- [Stored dataset items]:
//! `daq-core`
//!
//! Channel registry, completion watchers and the single-flight acquisition
//! state machine shared by every pe-daq crate.
//!
//! ## Layers
//!
//! - **ChannelStore**: table-built registry of typed, observable channels
//!   addressed by name (`set`/`get`/`subscribe`/`unsubscribe`)
//! - **CompletionWatcher**: one-shot, edge-triggered observer of a channel
//! - **AcquisitionController**: single-flight job runner that owns a status
//!   channel and shares one result with every concurrent caller
//! - **Capabilities**: the traits a detector implements for the orchestrator
//! - **Documents**: Start/Descriptor/Resource/Datum/Event/Stop run documents
//!
//! ## Example
//!
//! ```rust,no_run
//! use daq_core::channel::{ChannelSpec, ChannelStore};
//! # fn example() -> daq_core::AppResult<()> {
//! let store = ChannelStore::from_table(
//!     "PE1:",
//!     vec![ChannelSpec::float("cam1:AcquireTime", 1.0).with_readback()],
//! )?;
//! store.set("cam1:AcquireTime", 0.5)?;
//! assert_eq!(store.get_f64("cam1:AcquireTime_RBV")?, 0.5);
//! # Ok(())
//! # }
//! ```

pub mod acquisition;
pub mod capabilities;
pub mod channel;
pub mod error;
pub mod experiment;
pub mod observable;
pub mod watcher;

pub use acquisition::{
    AcquisitionController, AcquisitionRequest, AcquisitionState, AcquisitionWork, Completion,
    CompletionResult, ControllerConfig,
};
pub use capabilities::{
    Acquirable, AreaDetector, AssetRegistry, Configurable, StageRequest, Stageable,
};
pub use channel::{ChannelSpec, ChannelStore, ChannelType, ChannelValue, SubscriptionHandle};
pub use error::{AppResult, DaqError, DriverError, DriverErrorKind};
pub use watcher::{await_transition, falling_edge, CompletionWatcher, PendingCompletion, Transition};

- [TASK GOAL]: An exact copy of all the records above is needed.

- [ANSWER FOR THIS EXERCISE]:
//! `daq-core`
//!
//! Channel registry, completion watchers and the single-flight acquisition
//! state machine shared by every pe-daq crate.
//!
//! ## Layers
//!
//! - **ChannelStore**: table-built registry of typed, observable channels
//!   addressed by name (`set`/`get`/`subscribe`/`unsubscribe`)
//! - **CompletionWatcher**: one-shot, edge-triggered observer of a channel
//! - **AcquisitionController**: single-flight job runner that owns a status
//!   channel and shares one result with every concurrent caller
//! - **Capabilities**: the traits a detector implements for the orchestrator
//! - **Documents**: Start/Descriptor/Resource/Datum/Event/Stop run documents
//!
//! ## Example
//!
//! ```rust,no_run
//! use daq_core::channel::{ChannelSpec, ChannelStore};
//! # fn example() -> daq_core::AppResult<()> {
//! let store = ChannelStore::from_table(
//!     "PE1:",
//!     vec![ChannelSpec::float("cam1:AcquireTime", 1.0).with_readback()],
//! )?;
//! store.set("cam1:AcquireTime", 0.5)?;
//! assert_eq!(store.get_f64("cam1:AcquireTime_RBV")?, 0.5);
//! # Ok(())
//! # }
//! ```

pub mod acquisition;
pub mod capabilities;
pub mod channel;
pub mod error;
pub mod experiment;
pub mod observable;
pub mod watcher;

pub use acquisition::{
    AcquisitionController, AcquisitionRequest, AcquisitionState, AcquisitionWork, Completion,
    CompletionResult, ControllerConfig,
};
pub use capabilities::{
    Acquirable, AreaDetector, AssetRegistry, Configurable, StageRequest, Stageable,
};
pub use channel::{ChannelSpec, ChannelStore, ChannelType, ChannelValue, SubscriptionHandle};
pub use error::{AppResult, DaqError, DriverError, DriverErrorKind};
pub use watcher::{await_transition, falling_edge, CompletionWatcher, PendingCompletion, Transition};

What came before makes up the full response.